Now, instead of taking samples of n=20, suppose we take simple random samples (with replacement) of size n=10. Note that in this scenario we do not meet the sample size requirement for the Central Limit Theorem (i.e., min(np, n(1-p)) = min(10(0.3), 10(0.7)) = min(3, 7) = 3).The distribution of sample means based on samples of size n=10 is shown on the right, and you can see that it is not quite normally distributed. The sample size must be larger in order for the distribution to approach normality.

Central Limit Theorem with a Skewed Distribution

The Poisson distribution is another probability model that is useful for modeling discrete variables such as the number of events occurring during a given time interval. For example, suppose you typically receive about 4 spam emails per day, but the number varies from day to day. Today you happened to receive 5 spam emails. What is the probability of that happening, given that the typical rate is 4 per day? The Poisson probability is:

Which formula is used when the sample size is larger than 30 and the population standard deviation is unknown?
Which formula is used when the sample size is larger than 30 and the population standard deviation is unknown?

Mean = μ

Standard deviation =

Which formula is used when the sample size is larger than 30 and the population standard deviation is unknown?
Which formula is used when the sample size is larger than 30 and the population standard deviation is unknown?

The mean for the distribution is μ (the average or typical rate), "X" is the actual number of events that occur ("successes"), and "e" is the constant approximately equal to 2.71828. So, in the example above

Which formula is used when the sample size is larger than 30 and the population standard deviation is unknown?
Which formula is used when the sample size is larger than 30 and the population standard deviation is unknown?

Now let's consider another Poisson distribution. with μ=3 and σ=1.73. The distribution is shown in the figure below.

 

Which formula is used when the sample size is larger than 30 and the population standard deviation is unknown?
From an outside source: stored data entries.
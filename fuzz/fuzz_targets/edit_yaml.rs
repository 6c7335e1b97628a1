#![no_main]

use libfuzzer_sys::fuzz_target;
use yaml_splice::{Editor, Path};

fuzz_target!(|data: &[u8]| {
    let Ok(text) = std::str::from_utf8(data) else {
        return;
    };
    if text.len() > 100_000 {
        return;
    }

    // Parsing must never panic, and a clean parse must round-trip.
    let Ok(mut editor) = Editor::new(text) else {
        return;
    };
    assert_eq!(editor.to_string(), text);

    // A few canned edits; each either succeeds (and the result re-parses,
    // checked internally) or fails leaving the text untouched.
    let before = editor.to_string();
    if editor.update(["fuzz"], "value").is_err() {
        assert_eq!(editor.to_string(), before);
    }
    let before = editor.to_string();
    if editor.append_to(Path::root(), 1).is_err() {
        assert_eq!(editor.to_string(), before);
    }
    let before = editor.to_string();
    if editor.remove([0usize]).is_err() {
        assert_eq!(editor.to_string(), before);
    }
});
This population is not normally distributed, but the Central Limit Theorem will apply if n > 30. In fact, if we take samples of size n=30, we obtain samples distributed as shown in the first graph below with a mean of 3 and standard deviation = 0.32. In contrast, with small samples of n=10, we obtain samples distributed as shown in the lower graph. Note that n=10 does not meet the criterion for the Central Limit Theorem, and the small samples on the right give a distribution that is not quite normal. Also note that the sample standard deviation (also called the "standard error

Which formula is used when the sample size is larger than 30 and the population standard deviation is unknown?
") is larger with smaller samples, because it is obtained by dividing the population standard deviation by the square root of the sample size. Another way of thinking about this is that extreme values will have less impact on the sample mean when the sample size is large.

Which formula is used when the sample size is larger than 30 and the population standard deviation is unknown?

Which formula is used when the sample size is larger than 30 and the population standard deviation is unknown?
Which formula is used when the sample size is larger than 30 and the population standard deviation is unknown?

Which formula is used when the sample size is larger than 30 and the population standard deviation is unknown?

Which formula is used when the sample size is larger than 30 and the population standard deviation is unknown?
Which formula is used when the sample size is larger than 30 and the population standard deviation is unknown?